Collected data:
━━━

use log::info;
use std::sync::Arc;
use std::time::{Duration, Instant};
use tokio::sync::Mutex;

use crate::config::{Backend, CONNECTION_TTL, Settings};
use crate::error::{TrackerError, TrackerResult};
use crate::sheets::{GoogleSheets, MemorySheets, SheetStore};

/// An open spreadsheet plus the title of the worksheet holding the tasks
#[derive(Clone)]
pub struct SheetHandle {
    pub store: Arc<dyn SheetStore>,
    pub tasks_sheet: String,
}

enum Opener {
    Google(Settings),
    Fixed(Arc<dyn SheetStore>),
}

/// Lazily opened, time-limited spreadsheet connection
pub struct Connector {
    opener: Opener,
    ttl: Duration,
    cached: Mutex<Option<(SheetHandle, Instant)>>,
}

impl Connector {
    /// Connector for the backend named in `settings`
    pub fn from_settings(settings: &Settings) -> Self {
        match settings.backend {
            Backend::Google => Self::new(Opener::Google(settings.clone())),
            Backend::Memory => Self::with_store(Arc::new(MemorySheets::new("Tarefas"))),
        }
    }

    /// Connector over an already open store
    pub fn with_store(store: Arc<dyn SheetStore>) -> Self {
        Self::new(Opener::Fixed(store))
    }

    fn new(opener: Opener) -> Self {
        Self {
            opener,
            ttl: Duration::from_secs(CONNECTION_TTL),
            cached: Mutex::new(None),
        }
    }

    /// The cached handle, reconnecting when it is missing or older than the TTL
    pub async fn handle(&self) -> TrackerResult<SheetHandle> {
        let mut cached = self.cached.lock().await;
        if let Some((handle, opened_at)) = cached.as_ref() {
            if opened_at.elapsed() < self.ttl {
                return Ok(handle.clone());
            }
        }

        let store: Arc<dyn SheetStore> = match &self.opener {
            Opener::Google(settings) => Arc::new(GoogleSheets::open(settings).await?),
            Opener::Fixed(store) => store.clone(),
        };
        let tasks_sheet = store
            .worksheet_titles()
            .await?
            .into_iter()
            .next()
            .ok_or_else(|| TrackerError::NotFound("Task worksheet".to_string()))?;
        info!("Connected; tasks live in worksheet '{}'", tasks_sheet);

        let handle = SheetHandle { store, tasks_sheet };
        *cached = Some((handle.clone(), Instant::now()));
        Ok(handle)
    }

    /// Forget the connection so the next call reopens it
    pub async fn clear_cache(&self) {
        *self.cached.lock().await = None;
        info!("Connection cache cleared");
    }
}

━━━

▸ TASK INSTRUCTIONS
All entries given above should be transcribed exactly, with none omitted.

▸ WORKED SOLUTION
use log::info;
use std::sync::Arc;
use std::time::{Duration, Instant};
use tokio::sync::Mutex;

use crate::config::{Backend, CONNECTION_TTL, Settings};
use crate::error::{TrackerError, TrackerResult};
use crate::sheets::{GoogleSheets, MemorySheets, SheetStore};

/// An open spreadsheet plus the title of the worksheet holding the tasks
#[derive(Clone)]
pub struct SheetHandle {
    pub store: Arc<dyn SheetStore>,
    pub tasks_sheet: String,
}

enum Opener {
    Google(Settings),
    Fixed(Arc<dyn SheetStore>),
}

/// Lazily opened, time-limited spreadsheet connection
pub struct Connector {
    opener: Opener,
    ttl: Duration,
    cached: Mutex<Option<(SheetHandle, Instant)>>,
}

impl Connector {
    /// Connector for the backend named in `settings`
    pub fn from_settings(settings: &Settings) -> Self {
        match settings.backend {
            Backend::Google => Self::new(Opener::Google(settings.clone())),
            Backend::Memory => Self::with_store(Arc::new(MemorySheets::new("Tarefas"))),
        }
    }

    /// Connector over an already open store
    pub fn with_store(store: Arc<dyn SheetStore>) -> Self {
        Self::new(Opener::Fixed(store))
    }

    fn new(opener: Opener) -> Self {
        Self {
            opener,
            ttl: Duration::from_secs(CONNECTION_TTL),
            cached: Mutex::new(None),
        }
    }

    /// The cached handle, reconnecting when it is missing or older than the TTL
    pub async fn handle(&self) -> TrackerResult<SheetHandle> {
        let mut cached = self.cached.lock().await;
        if let Some((handle, opened_at)) = cached.as_ref() {
            if opened_at.elapsed() < self.ttl {
                return Ok(handle.clone());
            }
        }

        let store: Arc<dyn SheetStore> = match &self.opener {
            Opener::Google(settings) => Arc::new(GoogleSheets::open(settings).await?),
            Opener::Fixed(store) => store.clone(),
        };
        let tasks_sheet = store
            .worksheet_titles()
            .await?
            .into_iter()
            .next()
            .ok_or_else(|| TrackerError::NotFound("Task worksheet".to_string()))?;
        info!("Connected; tasks live in worksheet '{}'", tasks_sheet);

        let handle = SheetHandle { store, tasks_sheet };
        *cached = Some((handle.clone(), Instant::now()));
        Ok(handle)
    }

    /// Forget the connection so the next call reopens it
    pub async fn clear_cache(&self) {
        *self.cached.lock().await = None;
        info!("Connection cache cleared");
    }
}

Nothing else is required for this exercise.